Me asustó y me enloqueció oírle decir aquello de una forma tan débil y resignada. Estaba cediendo ante quienquiera que fuese el demonio que lo había poseído, y eso no era propio de él.
—¡No lo permitiré! —exclamé—. ¡No dejaré que mueras! —Me arrodillé al lado de su cama. Estaba enrojecido, y su frente brillaba de sudor. Dije con urgencia—: Hermano, no puedo permitirme perderte. Te lo suplico: no vuelvas a hablar de morir. Los sanadores están de camino, y te pondrán bien de nuevo. Lo velé como una leona vela a su cachorro. Murmuró, gimió, sus ojos se velaron.
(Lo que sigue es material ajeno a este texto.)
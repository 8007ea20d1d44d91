//! Floor-plan landmarks, their measurement records, and calibration triangles.

use std::collections::VecDeque;

use chrono::{DateTime, Utc};
use serde::{Deserialize, Serialize};
use uuid::Uuid;

use crate::geometry::{Point2, Vec3};

// ────────────────────────────────────────────────────────────────────────────
// Identifiers
// ────────────────────────────────────────────────────────────────────────────

macro_rules! uuid_id {
    ($(#[$meta:meta])* $name:ident) => {
        $(#[$meta])*
        #[derive(Debug, Clone, Copy, PartialEq, Eq, Hash, PartialOrd, Ord, Serialize, Deserialize)]
        #[serde(transparent)]
        pub struct $name(pub Uuid);

        impl $name {
            /// Generate a fresh random identifier.
            pub fn new() -> Self {
                Self(Uuid::new_v4())
            }
        }

        impl Default for $name {
            fn default() -> Self {
                Self::new()
            }
        }

        impl std::fmt::Display for $name {
            fn fmt(&self, f: &mut std::fmt::Formatter<'_>) -> std::fmt::Result {
                // Short form keeps log lines readable.
                let s = self.0.simple().to_string();
                f.write_str(&s[..8])
            }
        }
    };
}

uuid_id!(
    /// Identifies a floor-plan [`Landmark`].
    LandmarkId
);
uuid_id!(
    /// Identifies a calibration [`Triangle`].
    TriangleId
);
uuid_id!(
    /// Identifies one run of the external tracking provider. Positions from
    /// different sessions live in unrelated coordinate frames.
    SessionId
);
uuid_id!(
    /// Identifies a physical marker placed in the tracked scene.
    MarkerId
);

// ────────────────────────────────────────────────────────────────────────────
// PositionRecord
// ────────────────────────────────────────────────────────────────────────────

/// How a measurement came to be recorded.
#[derive(Debug, Clone, Copy, PartialEq, Eq, Hash, Serialize, Deserialize)]
#[serde(rename_all = "snake_case")]
pub enum SourceKind {
    /// Placed by the user with no proposal to compare against.
    InitialPlacement,
    /// The user accepted an engine proposal as-is.
    ProposalConfirmed,
    /// The user moved an engine proposal before accepting it.
    ProposalAdjusted,
    /// Restored from a relocalised tracking session.
    Relocalized,
}

impl SourceKind {
    /// Confidence assigned to a record of this kind.
    pub fn default_confidence(self) -> f32 {
        match self {
            SourceKind::ProposalConfirmed => 1.0,
            SourceKind::InitialPlacement => 0.95,
            SourceKind::Relocalized => 0.9,
            SourceKind::ProposalAdjusted => 0.8,
        }
    }
}

/// A single immutable 3-D measurement of a landmark in one tracking session.
#[derive(Debug, Clone, PartialEq, Serialize, Deserialize)]
pub struct PositionRecord {
    pub id: Uuid,
    /// Session-local position (metres).
    pub position: Vec3,
    pub session: SessionId,
    pub recorded_at: DateTime<Utc>,
    pub source: SourceKind,
    /// Weight in `[0, 1]` used by consensus and bake-down.
    pub confidence: f32,
    /// Observed − proposed. Diagnostic only.
    #[serde(default, skip_serializing_if = "Option::is_none")]
    pub distortion: Option<Vec3>,
}

impl PositionRecord {
    /// Build a record stamped with a fresh id and the current UTC time.
    /// `confidence` is clamped to `[0, 1]`.
    pub fn new(position: Vec3, session: SessionId, source: SourceKind, confidence: f32) -> Self {
        Self {
            id: Uuid::new_v4(),
            position,
            session,
            recorded_at: Utc::now(),
            source,
            confidence: confidence.clamp(0.0, 1.0),
            distortion: None,
        }
    }

    pub fn with_distortion(mut self, distortion: Vec3) -> Self {
        self.distortion = Some(distortion);
        self
    }
}

// ────────────────────────────────────────────────────────────────────────────
// Landmark
// ────────────────────────────────────────────────────────────────────────────

/// Running canonical-frame estimate folded from session measurements.
#[derive(Debug, Clone, Copy, PartialEq, Serialize, Deserialize)]
pub struct BakedPosition {
    pub position: Vec3,
    pub confidence: f32,
    pub sample_count: u32,
}

/// A fixed floor-plan location with a history of 3-D measurements.
///
/// The plan coordinate is set at creation and never changes; calibration
/// only touches `history` and `baked`.
#[derive(Debug, Clone, PartialEq, Serialize, Deserialize)]
pub struct Landmark {
    pub id: LandmarkId,
    map_position: Point2,
    /// Oldest first.
    pub history: VecDeque<PositionRecord>,
    pub baked: Option<BakedPosition>,
    /// Triangles that use this landmark as a vertex.
    #[serde(default)]
    pub triangle_memberships: Vec<TriangleId>,
    /// Bumped on every history or baked-estimate change. Used to detect
    /// stale background results.
    #[serde(default)]
    pub revision: u64,
    pub created_at: DateTime<Utc>,
}

impl Landmark {
    pub fn new(map_position: Point2) -> Self {
        Self::with_id(LandmarkId::new(), map_position)
    }

    pub fn with_id(id: LandmarkId, map_position: Point2) -> Self {
        Self {
            id,
            map_position,
            history: VecDeque::new(),
            baked: None,
            triangle_memberships: Vec::new(),
            revision: 0,
            created_at: Utc::now(),
        }
    }

    pub fn map_position(&self) -> Point2 {
        self.map_position
    }

    /// Most recent record captured in `session`, if any.
    pub fn latest_in_session(&self, session: SessionId) -> Option<&PositionRecord> {
        self.history.iter().rev().find(|r| r.session == session)
    }

    /// Distinct sessions present in the history, in order of first
    /// appearance.
    pub fn sessions(&self) -> Vec<SessionId> {
        let mut out: Vec<SessionId> = Vec::new();
        for record in &self.history {
            if !out.contains(&record.session) {
                out.push(record.session);
            }
        }
        out
    }
}

// ────────────────────────────────────────────────────────────────────────────
// Triangle
// ────────────────────────────────────────────────────────────────────────────

/// One edge of a calibrated triangle, measured on the plan and in the
/// tracked session.
#[derive(Debug, Clone, Copy, PartialEq, Serialize, Deserialize)]
pub struct LegMeasurement {
    pub vertex_a: LandmarkId,
    pub vertex_b: LandmarkId,
    /// Plan distance converted to metres.
    pub map_distance_m: f32,
    /// 3-D distance between the two tracked markers.
    pub tracked_distance_m: f32,
}

impl LegMeasurement {
    /// `tracked / map`; zero when the plan distance is zero.
    pub fn distortion_ratio(&self) -> f32 {
        if self.map_distance_m == 0.0 {
            0.0
        } else {
            self.tracked_distance_m / self.map_distance_m
        }
    }
}

/// Three landmarks forming a calibration unit.
#[derive(Debug, Clone, PartialEq, Serialize, Deserialize)]
pub struct Triangle {
    pub id: TriangleId,
    vertices: [LandmarkId; 3],
    /// Marker placed for each vertex, in vertex order.
    pub marker_slots: [Option<MarkerId>; 3],
    pub is_calibrated: bool,
    /// `0.0` (poor) to `1.0` (perfect).
    pub quality: f32,
    pub legs: Vec<LegMeasurement>,
    /// Vertex index that started the most recent calibration session.
    pub last_start_vertex: Option<usize>,
    pub created_at: DateTime<Utc>,
    pub last_calibrated_at: Option<DateTime<Utc>>,
}

impl Triangle {
    pub fn new(vertices: [LandmarkId; 3]) -> Self {
        Self {
            id: TriangleId::new(),
            vertices,
            marker_slots: [None; 3],
            is_calibrated: false,
            quality: 0.0,
            legs: Vec::new(),
            last_start_vertex: None,
            created_at: Utc::now(),
            last_calibrated_at: None,
        }
    }

    pub fn vertices(&self) -> [LandmarkId; 3] {
        self.vertices
    }

    pub fn contains(&self, landmark: LandmarkId) -> bool {
        self.vertices.contains(&landmark)
    }

    pub fn vertex_index(&self, landmark: LandmarkId) -> Option<usize> {
        self.vertices.iter().position(|v| *v == landmark)
    }

    /// Vertices this triangle shares with `other`.
    pub fn shared_vertices(&self, other: &Triangle) -> Vec<LandmarkId> {
        self.vertices
            .iter()
            .copied()
            .filter(|v| other.contains(*v))
            .collect()
    }

    /// Two triangles are adjacent iff they share exactly two vertices.
    pub fn is_adjacent(&self, other: &Triangle) -> bool {
        self.id != other.id && self.shared_vertices(other).len() == 2
    }

    /// The single vertex of `neighbor` that this triangle does not contain,
    /// or `None` when the two are not adjacent.
    pub fn far_vertex_of(&self, neighbor: &Triangle) -> Option<LandmarkId> {
        if !self.is_adjacent(neighbor) {
            return None;
        }
        neighbor.vertices.iter().copied().find(|v| !self.contains(*v))
    }

    /// Record `marker` in the slot for `landmark`. Returns `false` when the
    /// landmark is not a vertex.
    pub fn set_marker(&mut self, landmark: LandmarkId, marker: MarkerId) -> bool {
        match self.vertex_index(landmark) {
            Some(i) => {
                self.marker_slots[i] = Some(marker);
                true
            }
            None => false,
        }
    }

    pub fn marker_for(&self, landmark: LandmarkId) -> Option<MarkerId> {
        self.vertex_index(landmark).and_then(|i| self.marker_slots[i])
    }
}

// ────────────────────────────────────────────────────────────────────────────
// CalibrationState
// ────────────────────────────────────────────────────────────────────────────

/// State of the single in-flight calibration context.
#[derive(Debug, Clone, Copy, PartialEq, Eq, Default, Serialize, Deserialize)]
#[serde(tag = "state", content = "index", rename_all = "snake_case")]
pub enum CalibrationState {
    #[default]
    Idle,
    /// Waiting for the marker with this ordinal (0, 1 or 2).
    PlacingVertices(u8),
    ReadyToFill,
    SurveyMode,
}

impl CalibrationState {
    /// Crawl and free placement are only allowed once a target is complete.
    pub fn allows_crawl(self) -> bool {
        matches!(self, CalibrationState::ReadyToFill | CalibrationState::SurveyMode)
    }
}

impl std::fmt::Display for CalibrationState {
    fn fmt(&self, f: &mut std::fmt::Formatter<'_>) -> std::fmt::Result {
        match self {
            CalibrationState::Idle => write!(f, "Idle"),
            CalibrationState::PlacingVertices(i) => write!(f, "PlacingVertices({i})"),
            CalibrationState::ReadyToFill => write!(f, "ReadyToFill"),
            CalibrationState::SurveyMode => write!(f, "SurveyMode"),
        }
    }
}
Dijo que le dolía el corazón y que sentía punzadas en la boca, le molestaban los ojos, sus oídos zumbaban. Sentía como si su garganta le ahogara, los músculos de su cuello le dolían. Como también le dolían el pecho, los hombros, los riñones; sentía los dedos agarrotados, el estómago inflamado, las entrañas en fuego. Le dolían las manos, los pies, las rodillas. No había ninguna parte de su cuerpo que no le produjera trastornos. Permanecía tendido en la cama, temblando, aferrado por la muerte o por el temor a la muerte, y yo sentía ese temor también. Viéndole sumido en un terror mortal recordaba mi propia mortalidad, que me atormentaba como un cuchillo clavado en mi carne. Era el viejo enemigo, y aunque venía no a llamarme a mí sino a mi amigo, eso no impedía que despertara mi propio miedo hacia ella. Pero estaba decidido: no pensaba ceder ante mi muerte, y tampoco iba a permitirle que se llevara a Enkidu.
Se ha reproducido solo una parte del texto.